第18話 縁を切りたい人たち
人に呼び出されて校舎裏に来た。
告白されるっぽい舞台ではあるけど、当然そんないいモンじゃない。
俺の目の前にいる一組の男女。美男子と美少女。
これから起こる惨劇を、俺は毎週のように経験している。
故に思う。
どうにかこの人たちと縁を切れないものか。と。
俺は割と普通の人間だと思う。
例えば、新崎さんみたいにおもしれーやつではないし、和泉さんみたいにギャップがあるわけでもなく、浅見さんみたいにこじらせてもいなければ、笹塚みたいに廊下に立たされそうな名前でもない。
特にこれと言って特徴があるわけでもない。強いて言うなら苗字が強いのと、それこそ、普通であること。

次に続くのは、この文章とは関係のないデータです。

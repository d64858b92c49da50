use std::fmt;

use crate::ast::Expr;

/// Separates a field path from an expression name in an [`ExprSelector`].
pub const EXPR_NAME_SEPARATOR: char = '@';

/// Name of the expression written without a `name:` prefix.
pub const DEFAULT_EXPR_NAME: &str = "";

/// A `$` reference inside an expression.
///
/// `(a.b)$` reads field `a.b`; a bare `$` reads the field whose tag holds the
/// expression. Each `[...]` suffix is evaluated and used to index into the
/// resolved value.
#[derive(Debug, Clone, PartialEq)]
pub struct Selector {
    pub field: String,
    pub sub_selectors: Vec<Expr>,
    /// Set by a `!` prefix run; `Some(true)` for an odd count.
    pub bool_negation: Option<bool>,
    /// Set by a `-` prefix run; `Some(true)` for an odd count.
    pub float_negation: Option<bool>,
}

impl Selector {
    pub fn current() -> Self {
        Selector {
            field: String::new(),
            sub_selectors: Vec::new(),
            bool_negation: None,
            float_negation: None,
        }
    }

    pub fn is_current(&self) -> bool {
        self.field.is_empty()
    }
}

/// Identifies one expression of a struct: the flattened field path plus the
/// expression name, written `field@name` (or just `field` for the default).
#[derive(Debug, Clone, PartialEq, Eq, Hash, PartialOrd, Ord)]
pub struct ExprSelector {
    field: String,
    name: String,
}

impl ExprSelector {
    pub fn new(field: impl Into<String>, name: impl Into<String>) -> Self {
        ExprSelector {
            field: field.into(),
            name: name.into(),
        }
    }

    /// Splits `field@name` on the last separator.
    pub fn parse(text: &str) -> Self {
        match text.rsplit_once(EXPR_NAME_SEPARATOR) {
            Some((field, name)) => ExprSelector::new(field, name),
            None => ExprSelector::new(text, DEFAULT_EXPR_NAME),
        }
    }

    pub fn field(&self) -> &str {
        &self.field
    }

    pub fn name(&self) -> &str {
        &self.name
    }

    pub fn is_default(&self) -> bool {
        self.name == DEFAULT_EXPR_NAME
    }

    /// Same field, different expression name.
    pub fn with_name(&self, name: impl Into<String>) -> Self {
        ExprSelector::new(self.field.clone(), name)
    }
}

impl fmt::Display for ExprSelector {
    fn fmt(&self, f: &mut fmt::Formatter<'_>) -> fmt::Result {
        if self.is_default() {
            write!(f, "{}", self.field)
        } else {
            write!(f, "{}{}{}", self.field, EXPR_NAME_SEPARATOR, self.name)
        }
    }
}

impl From<&str> for ExprSelector {
    fn from(text: &str) -> Self {
        ExprSelector::parse(text)
    }
}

普通っていうのは、大多数に通じるからこそ普通なんだ。基準側なんだ。
面と向かって言葉を交わした人間とは通じ合えることが多いということなんだ。
……でも悲しいことに、それって、全員と通じ合えるわけじゃないことの証明でもあるんだよな。
わざわざ言ってるんだもん。『大多数』って。
『全員』とは言ってないんだもん。
どうしたって通じ合えない人間はいる。
一定数、確実にいる。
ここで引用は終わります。